What the task requires: Search the data below, and report every line in which "ZERO" occurs.

------------------------

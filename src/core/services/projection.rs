use chrono::{Datelike, NaiveDate};
use rust_decimal::Decimal;

use crate::core::calendar::days_in_month;
use crate::domain::{PeriodKind, Projection};

pub struct ProjectionEstimator;

impl ProjectionEstimator {
    /// Linear full-month forecast from the spend pace so far.
    ///
    /// Applies only to a monthly period that is the month of `today` and has a positive
    /// budget. `projected_over_by` is set only when the forecast exceeds the budget.
    /// A forecast that overflows the decimal range yields no projection.
    pub fn project(
        kind: PeriodKind,
        year: i32,
        month: Option<u32>,
        budget_amount: Option<Decimal>,
        spent_so_far: Decimal,
        today: NaiveDate,
    ) -> Option<Projection> {
        if kind != PeriodKind::Monthly {
            return None;
        }
        let month = month?;
        if today.year() != year || today.month() != month {
            return None;
        }
        let budget = budget_amount.filter(|amount| *amount > Decimal::ZERO)?;
        let days = days_in_month(year, month)?;
        let day = today.day();
        if !(1..=days).contains(&day) {
            return None;
        }

        let projected_spend = spent_so_far
            .checked_div(Decimal::from(day))?
            .checked_mul(Decimal::from(days))?;
        let over_by = projected_spend.checked_sub(budget)?;
        Some(Projection {
            projected_spend,
            projected_over_by: (over_by > Decimal::ZERO).then_some(over_by),
        })
    }
}

#[cfg(test)]
mod tests {
    use super::*;
    use rust_decimal_macros::dec;

    fn june(day: u32) -> NaiveDate {
        NaiveDate::from_ymd_opt(2024, 6, day).unwrap()
    }

    #[test]
    fn extrapolates_daily_pace() {
        let projection = ProjectionEstimator::project(
            PeriodKind::Monthly,
            2024,
            Some(6),
            Some(dec!(10000)),
            dec!(5700),
            june(15),
        )
        .expect("current month projection");
        assert_eq!(projection.projected_spend, dec!(11400));
        assert_eq!(projection.projected_over_by, Some(dec!(1400)));
    }

    #[test]
    fn under_budget_pace_has_no_overage() {
        let projection = ProjectionEstimator::project(
            PeriodKind::Monthly,
            2024,
            Some(6),
            Some(dec!(10000)),
            dec!(3000),
            june(30),
        )
        .unwrap();
        assert_eq!(projection.projected_spend, dec!(3000));
        assert_eq!(projection.projected_over_by, None);
    }

    #[test]
    fn overflowing_pace_has_no_projection() {
        let spent = dec!(10000000000000000000000000000);
        assert!(ProjectionEstimator::project(
            PeriodKind::Monthly,
            2024,
            Some(6),
            Some(dec!(1000)),
            spent,
            june(1)
        )
        .is_none());
    }

    #[test]
    fn gated_on_kind_month_and_budget() {
        let spent = dec!(100);
        assert!(ProjectionEstimator::project(
            PeriodKind::Weekly,
            2024,
            None,
            Some(dec!(500)),
            spent,
            june(3)
        )
        .is_none());
        assert!(ProjectionEstimator::project(
            PeriodKind::Monthly,
            2024,
            Some(5),
            Some(dec!(500)),
            spent,
            june(3)
        )
        .is_none());
        assert!(
            ProjectionEstimator::project(PeriodKind::Monthly, 2024, Some(6), None, spent, june(3))
                .is_none()
        );
        assert!(ProjectionEstimator::project(
            PeriodKind::Monthly,
            2024,
            Some(6),
            Some(Decimal::ZERO),
            spent,
            june(3)
        )
        .is_none());
    }
}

------------------------

Solution to the exercise:
        let budget = budget_amount.filter(|amount| *amount > Decimal::ZERO)?;
            projected_over_by: (over_by > Decimal::ZERO).then_some(over_by),
            Some(Decimal::ZERO),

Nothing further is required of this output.